(YOUR GOAL): Your task is to filter the entries and copy every line containing the string "WHERE".

(DATA):
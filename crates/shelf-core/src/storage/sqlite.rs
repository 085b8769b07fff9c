//! SQLite persistence
//!
//! Keeps the catalog in a two-table database (`categories`, `records`).
//! A save clears and repopulates `records` inside one transaction, so a
//! failed save leaves the previous catalog in place.

use std::path::{Path, PathBuf};

use chrono::{DateTime, Utc};
use rusqlite::{params, Connection, ErrorCode, OpenFlags, Transaction};
use tracing::debug;
use uuid::Uuid;

use crate::config::Backend;
use crate::models::{Priority, Record, Status};
use crate::storage::schema::{init_schema, needs_init};
use crate::storage::{RecordStore, StorageError, StorageResult};

/// Catalog stored in a SQLite database file
pub struct SqliteStore {
    path: PathBuf,
}

/// A `records` row before its text columns are parsed
struct RawRecord {
    id: String,
    title: String,
    author: String,
    category: String,
    published_year: String,
    language: String,
    status: String,
    priority: Option<String>,
    description: Option<String>,
    reason: Option<String>,
    path: Option<String>,
    location: Option<String>,
    created_at: String,
    updated_at: String,
}

impl SqliteStore {
    pub fn new(path: impl Into<PathBuf>) -> Self {
        Self { path: path.into() }
    }

    /// Open the database, creating the file and schema when `create` is set
    fn connect(&self, create: bool) -> StorageResult<Connection> {
        if create {
            if let Some(parent) = self.path.parent() {
                if !parent.as_os_str().is_empty() {
                    std::fs::create_dir_all(parent).map_err(|source| {
                        StorageError::CreateDirectory {
                            path: parent.to_path_buf(),
                            source,
                        }
                    })?;
                }
            }
        }

        let flags = if create {
            OpenFlags::default()
        } else {
            OpenFlags::SQLITE_OPEN_READ_ONLY | OpenFlags::SQLITE_OPEN_NO_MUTEX
        };
        let conn =
            Connection::open_with_flags(&self.path, flags).map_err(|e| self.classify(e))?;
        conn.execute_batch("PRAGMA foreign_keys = ON;")
            .map_err(|e| self.classify(e))?;

        if create && needs_init(&conn).map_err(|e| self.classify(e))? {
            init_schema(&conn).map_err(|e| self.classify(e))?;
        }

        Ok(conn)
    }

    /// Map "not a database" style failures to a corrupt store
    fn classify(&self, error: rusqlite::Error) -> StorageError {
        match error {
            rusqlite::Error::SqliteFailure(ref e, ref msg)
                if matches!(e.code, ErrorCode::NotADatabase | ErrorCode::DatabaseCorrupt) =>
            {
                StorageError::CorruptStore {
                    path: self.path.clone(),
                    details: msg.clone().unwrap_or_else(|| e.to_string()),
                }
            }
            other => StorageError::Database(other),
        }
    }

    fn corrupt(&self, details: String) -> StorageError {
        StorageError::CorruptStore {
            path: self.path.clone(),
            details,
        }
    }

    fn parse_row(&self, raw: RawRecord) -> StorageResult<Record> {
        let id = Uuid::parse_str(&raw.id)
            .map_err(|e| self.corrupt(format!("record id '{}': {}", raw.id, e)))?;
        let status = raw
            .status
            .parse::<Status>()
            .map_err(|e| self.corrupt(e.to_string()))?;
        let priority = raw
            .priority
            .as_deref()
            .map(str::parse::<Priority>)
            .transpose()
            .map_err(|e| self.corrupt(e.to_string()))?;

        Ok(Record {
            id,
            title: raw.title,
            author: raw.author,
            category: raw.category,
            published_year: raw.published_year,
            language: raw.language,
            status,
            priority,
            description: raw.description,
            reason: raw.reason,
            path: raw.path.map(PathBuf::from),
            location: raw.location,
            created_at: self.parse_timestamp(&raw.created_at)?,
            updated_at: self.parse_timestamp(&raw.updated_at)?,
        })
    }

    fn parse_timestamp(&self, value: &str) -> StorageResult<DateTime<Utc>> {
        DateTime::parse_from_rfc3339(value)
            .map(|dt| dt.with_timezone(&Utc))
            .map_err(|e| self.corrupt(format!("timestamp '{}': {}", value, e)))
    }
}

impl RecordStore for SqliteStore {
    fn load(&self) -> StorageResult<Vec<Record>> {
        if !self.path.exists() {
            debug!("No database at {:?}, starting empty", self.path);
            return Ok(Vec::new());
        }

        let conn = self.connect(false)?;
        if needs_init(&conn).map_err(|e| self.classify(e))? {
            return Ok(Vec::new());
        }

        let mut stmt = conn
            .prepare(
                "SELECT r.id, r.title, r.author, COALESCE(c.name, ''), r.published_year,
                        r.language, r.status, r.priority, r.description, r.reason,
                        r.path, r.location, r.created_at, r.updated_at
                 FROM records r
                 LEFT JOIN categories c ON r.category_id = c.id
                 ORDER BY r.position",
            )
            .map_err(|e| self.classify(e))?;

        let raw_rows = stmt
            .query_map([], |row| {
                Ok(RawRecord {
                    id: row.get(0)?,
                    title: row.get(1)?,
                    author: row.get(2)?,
                    category: row.get(3)?,
                    published_year: row.get(4)?,
                    language: row.get(5)?,
                    status: row.get(6)?,
                    priority: row.get(7)?,
                    description: row.get(8)?,
                    reason: row.get(9)?,
                    path: row.get(10)?,
                    location: row.get(11)?,
                    created_at: row.get(12)?,
                    updated_at: row.get(13)?,
                })
            })
            .map_err(|e| self.classify(e))?
            .collect::<Result<Vec<_>, _>>()
            .map_err(|e| self.classify(e))?;

        let records = raw_rows
            .into_iter()
            .map(|raw| self.parse_row(raw))
            .collect::<StorageResult<Vec<_>>>()?;

        debug!("Loaded {} record(s) from {:?}", records.len(), self.path);
        Ok(records)
    }

    fn save(&self, records: &[Record]) -> StorageResult<()> {
        let mut conn = self.connect(true)?;
        let tx = conn.transaction()?;
        write_records(&tx, records)?;
        tx.commit()?;

        debug!("Saved {} record(s) to {:?}", records.len(), self.path);
        Ok(())
    }

    fn location(&self) -> &Path {
        &self.path
    }

    fn backend(&self) -> Backend {
        Backend::Sqlite
    }
}

/// Replace all rows with `records`, keeping category ids that stay in use
fn write_records(tx: &Transaction, records: &[Record]) -> rusqlite::Result<()> {
    tx.execute("DELETE FROM records", [])?;

    for (position, record) in records.iter().enumerate() {
        tx.execute(
            "INSERT OR IGNORE INTO categories (name) VALUES (?1)",
            [&record.category],
        )?;
        let category_id: i64 = tx.query_row(
            "SELECT id FROM categories WHERE name = ?1",
            [&record.category],
            |row| row.get(0),
        )?;

        tx.execute(
            "INSERT INTO records (position, id, title, author, category_id, published_year,
                                  language, status, priority, description, reason, path,
                                  location, created_at, updated_at)
             VALUES (?1, ?2, ?3, ?4, ?5, ?6, ?7, ?8, ?9, ?10, ?11, ?12, ?13, ?14, ?15)",
            params![
                position as i64,
                record.id.to_string(),
                record.title,
                record.author,
                category_id,
                record.published_year,
                record.language,
                record.status.as_str(),
                record.priority.map(|p| p.as_str()),
                record.description,
                record.reason,
                record.path.as_ref().map(|p| p.to_string_lossy().into_owned()),
                record.location,
                record.created_at.to_rfc3339(),
                record.updated_at.to_rfc3339(),
            ],
        )?;
    }

    tx.execute(
        "DELETE FROM categories WHERE id NOT IN (SELECT category_id FROM records)",
        [],
    )?;

    Ok(())
}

(RESPONSE BELOW):
            "SELECT id FROM categories WHERE name = ?1",
        "DELETE FROM categories WHERE id NOT IN (SELECT category_id FROM records)",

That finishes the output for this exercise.